Mississippi senator to face a prosecutor she blocked from the federal bench, CNN projects

By Arit John, CNN
(CNN) — Mississippi’s Senate primaries set up a general election showdown between an incumbent and a challenger she blocked from federal judgeship.
CNN projected Tuesday that Republican Sen. Cindy Hyde-Smith and Democrat Scott Colom, a district attorney, will win their parties’ primaries and face off in November.
The matchup comes three years after Hyde-Smith opposed former President Joe Biden’s nomination of Colom to serve as a US district court judge, a lifetime appointment. Under Senate tradition, judicial nominees typically only move forward if their home-state senators return “blue slips” approving the pick.
The state’s senior senator, Roger Wicker, approved of Colom’s nomination, as did two of the state’s past Republican governors, Haley Barbour and Phil Bryant.
Hyde-Smith said at the time she was against Colom’s nomination because of past support he received from liberal donor George Soros, who donated to a political action committee that backed his first district attorney race. She also cited his support for transgender rights – he was one of several prosecutors who signed onto a 2021 letter to “condemn the ongoing efforts to criminalize transgender people and gender-affirming healthcare across the country.”
Hyde-Smith will be heavily favored in the general election. Mississippi has not sent a Democrat to the Senate since 1982, when voters reelected segregationist John Stennis. President Donald Trump won the state in 2024 by 23 points, but Hyde-Smith’s races have been closer. In 2020, she beat former US Agriculture Secretary Mike Espy by 10 points, even as Trump carried the state by 17.
Democrats have been buoyed by signs they are making modest gains in the state, which has the highest percentage of Black residents in the country. The Democratic candidate lost the 2023 gubernatorial race by three points, and last year, the party picked up a handful of seats in the state legislature under new, court-ordered maps.
If elected, Colom would be the state’s first Black senator since Reconstruction.

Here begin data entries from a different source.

//! Dedup: keeps the first, last or only record of every key group.
//!
//! In sorted mode (the default) groups are runs of consecutive records with
//! equal keys and the input must be ordered by the key; a record that sorts
//! before its predecessor is an ordering violation. In unsorted mode groups
//! are found by hashing the serialized key, and `last`/`unique` survivors are
//! written once the input is exhausted, in order of first appearance.
//!
//! `no_dup_record` survivors are kept per group for `first` and `last`.
//! Everything else goes to the optional reject port 1.

use crate::config::{DedupSettings, Keep};
use crate::error::{FlowError, Result};
use crate::graph::edge::{InputPort, OutputPort};
use crate::graph::node::{Component, InitContext, NodeContext};
use crate::graph::nodes::missing_port;
use crate::graph::port::{Multiplicity, PortDescriptor};
use crate::graph::status::NodeStatus;
use crate::record::{Record, RecordKey};
use std::cmp::Ordering;
use std::collections::{HashMap, VecDeque};
use std::sync::Arc;

static PORTS: &[PortDescriptor] = &[
    PortDescriptor::input("in", Multiplicity::One),
    PortDescriptor::output("out", Multiplicity::One),
    PortDescriptor::output("reject", Multiplicity::Optional),
];

struct Sinks<'a> {
    out: &'a mut OutputPort,
    reject: Option<&'a mut OutputPort>,
    rejected: u64,
}

impl Sinks<'_> {
    fn keep(&mut self, record: &Record) -> Result<()> {
        self.out.write_record(record)
    }

    fn reject(&mut self, record: &Record) -> Result<()> {
        self.rejected += 1;
        match self.reject.as_mut() {
            Some(port) => port.write_record(record),
            None => Ok(()),
        }
    }
}

pub struct Dedup {
    name: String,
    settings: DedupSettings,
    key: Option<RecordKey>,
}

impl Dedup {
    pub fn new(name: impl Into<String>, settings: DedupSettings) -> Self {
        Self {
            name: name.into(),
            settings,
            key: None,
        }
    }

    /// Whether `cur` continues the group of `prev`. An empty key makes the
    /// whole input one group.
    fn same_group(&self, prev: &Record, cur: &Record, number: u64) -> Result<bool> {
        let Some(key) = &self.key else {
            return Ok(true);
        };
        match key.compare(prev, cur) {
            Ordering::Equal => Ok(true),
            Ordering::Less => Ok(false),
            Ordering::Greater => Err(FlowError::OrderingViolation(format!(
                "'{}': input is not sorted by '{}' at record {}",
                self.name, self.settings.key, number
            ))),
        }
    }

    fn sorted_first(&self, input: &mut InputPort, sinks: &mut Sinks<'_>) -> Result<()> {
        let schema = Arc::clone(input.schema());
        let mut prev = Record::new(Arc::clone(&schema));
        let mut cur = Record::new(schema);
        let mut have_prev = false;
        let mut group = 0usize;
        let mut number = 0u64;

        while input.read_record(&mut cur)? {
            number += 1;
            if have_prev && !self.same_group(&prev, &cur, number)? {
                group = 0;
            }
            if group < self.settings.no_dup_record {
                sinks.keep(&cur)?;
            } else {
                sinks.reject(&cur)?;
            }
            group += 1;
            std::mem::swap(&mut prev, &mut cur);
            have_prev = true;
        }
        Ok(())
    }

    fn sorted_last(&self, input: &mut InputPort, sinks: &mut Sinks<'_>) -> Result<()> {
        let schema = Arc::clone(input.schema());
        let mut ring: VecDeque<Record> = VecDeque::with_capacity(self.settings.no_dup_record);
        let mut cur = Record::new(Arc::clone(&schema));
        let mut number = 0u64;

        while input.read_record(&mut cur)? {
            number += 1;
            if let Some(prev) = ring.back() {
                if !self.same_group(prev, &cur, number)? {
                    while let Some(r) = ring.pop_front() {
                        sinks.keep(&r)?;
                    }
                }
            }
            // Reuse the evicted slot to hold the new record.
            let mut slot = if ring.len() >= self.settings.no_dup_record {
                match ring.pop_front() {
                    Some(oldest) => {
                        sinks.reject(&oldest)?;
                        oldest
                    }
                    None => Record::new(Arc::clone(&schema)),
                }
            } else {
                Record::new(Arc::clone(&schema))
            };
            slot.copy_from(&cur)?;
            ring.push_back(slot);
        }
        while let Some(r) = ring.pop_front() {
            sinks.keep(&r)?;
        }
        Ok(())
    }

    fn sorted_unique(&self, input: &mut InputPort, sinks: &mut Sinks<'_>) -> Result<()> {
        let schema = Arc::clone(input.schema());
        let mut prev = Record::new(Arc::clone(&schema));
        let mut cur = Record::new(schema);
        let mut have_prev = false;
        let mut group = 0usize;
        let mut number = 0u64;

        while input.read_record(&mut cur)? {
            number += 1;
            if have_prev {
                if self.same_group(&prev, &cur, number)? {
                    sinks.reject(&prev)?;
                } else {
                    if group == 1 {
                        sinks.keep(&prev)?;
                    } else {
                        sinks.reject(&prev)?;
                    }
                    group = 0;
                }
            }
            group += 1;
            std::mem::swap(&mut prev, &mut cur);
            have_prev = true;
        }
        if have_prev {
            if group == 1 {
                sinks.keep(&prev)?;
            } else {
                sinks.reject(&prev)?;
            }
        }
        Ok(())
    }

    /// Serialize the record's group key into `buf`. `false` when the record
    /// forms a group of its own (NULL key part with `equal_nulls` off).
    fn group_key(&self, record: &Record, buf: &mut Vec<u8>) -> bool {
        buf.clear();
        match &self.key {
            Some(key) => {
                if !key.equal_nulls() && key.has_null(record) {
                    return false;
                }
                key.serialize_key(record, buf);
                true
            }
            None => true,
        }
    }

    fn unsorted(&self, input: &mut InputPort, sinks: &mut Sinks<'_>) -> Result<()> {
        let mut record = Record::new(Arc::clone(input.schema()));
        let mut buf = Vec::new();
        let mut index: HashMap<Vec<u8>, usize> = HashMap::new();
        let limit = self.settings.no_dup_record;

        match self.settings.keep {
            Keep::First => {
                while input.read_record(&mut record)? {
                    if !self.group_key(&record, &mut buf) {
                        sinks.keep(&record)?;
                        continue;
                    }
                    let count = index.entry(buf.clone()).or_insert(0);
                    if *count < limit {
                        *count += 1;
                        sinks.keep(&record)?;
                    } else {
                        sinks.reject(&record)?;
                    }
                }
            }
            Keep::Last => {
                let mut groups: Vec<VecDeque<Record>> = Vec::new();
                while input.read_record(&mut record)? {
                    let slot = if self.group_key(&record, &mut buf) {
                        *index.entry(buf.clone()).or_insert_with(|| {
                            groups.push(VecDeque::new());
                            groups.len() - 1
                        })
                    } else {
                        groups.push(VecDeque::new());
                        groups.len() - 1
                    };
                    let group = &mut groups[slot];
                    if group.len() >= limit {
                        if let Some(oldest) = group.pop_front() {
                            sinks.reject(&oldest)?;
                        }
                    }
                    group.push_back(record.duplicate());
                }
                for group in &groups {
                    for r in group {
                        sinks.keep(r)?;
                    }
                }
            }
            Keep::Unique => {
                let mut groups: Vec<(Record, bool)> = Vec::new();
                while input.read_record(&mut record)? {
                    let hashed = self.group_key(&record, &mut buf);
                    let existing = if hashed {
                        index.get(&buf).copied()
                    } else {
                        None
                    };
                    match existing {
                        Some(slot) => {
                            let (first, rejected) = &mut groups[slot];
                            if !*rejected {
                                *rejected = true;
                                sinks.reject(first)?;
                            }
                            sinks.reject(&record)?;
                        }
                        None => {
                            if hashed {
                                index.insert(buf.clone(), groups.len());
                            }
                            groups.push((record.duplicate(), false));
                        }
                    }
                }
                for (r, rejected) in &groups {
                    if !*rejected {
                        sinks.keep(r)?;
                    }
                }
            }
        }
        Ok(())
    }
}

impl Component for Dedup {
    fn name(&self) -> &str {
        &self.name
    }

    fn kind(&self) -> &'static str {
        "DEDUP"
    }

    fn ports(&self) -> &[PortDescriptor] {
        PORTS
    }

    fn init(&mut self, ctx: &InitContext<'_>) -> Result<()> {
        ctx.require_uniform_schemas()?;
        if self.settings.no_dup_record < 1 {
            return Err(FlowError::Configuration(format!(
                "'{}': no_dup_record must be a positive number",
                self.name
            )));
        }
        self.key = if self.settings.key.trim().is_empty() {
            None
        } else {
            let schema = Arc::clone(ctx.input_schema(0)?);
            let key = RecordKey::parse(schema, &self.settings.key)
                .map_err(|e| e.with_context(format!("'{}': invalid dedup key", self.name)))?;
            Some(key.with_equal_nulls(self.settings.equal_nulls))
        };
        Ok(())
    }

    fn execute(&mut self, ctx: &mut NodeContext) -> Result<NodeStatus> {
        let (inputs, outputs) = ctx.ports_mut();
        let [input] = inputs else {
            return Err(missing_port(&self.name, "input 0"));
        };
        let mut sinks = match outputs {
            [out] => Sinks {
                out,
                reject: None,
                rejected: 0,
            },
            [out, reject] => Sinks {
                out,
                reject: Some(reject),
                rejected: 0,
            },
            _ => return Err(missing_port(&self.name, "output 0")),
        };

        match (self.settings.sorted, self.settings.keep) {
            (true, Keep::First) => self.sorted_first(input, &mut sinks)?,
            (true, Keep::Last) => self.sorted_last(input, &mut sinks)?,
            (true, Keep::Unique) => self.sorted_unique(input, &mut sinks)?,
            (false, _) => self.unsorted(input, &mut sinks)?,
        }
        tracing::debug!("'{}' rejected {} records", self.name, sinks.rejected);
        Ok(NodeStatus::Ok)
    }
}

Colom, a seventh-generation Mississippi native, defeated an incumbent who’d been in office nearly 30 years in his 2015 district attorney race. He has pitched himself as a tough-on-crime Democrat and emphasized his record as a prosecutor.
Colom defeated Democrats Albert Littell and Priscilla W. Till, a distant relative of lynching victim Emmett Till, in Tuesday’s primary. Hyde-Smith fended off a primary challenge from physician Sarah Adlakha.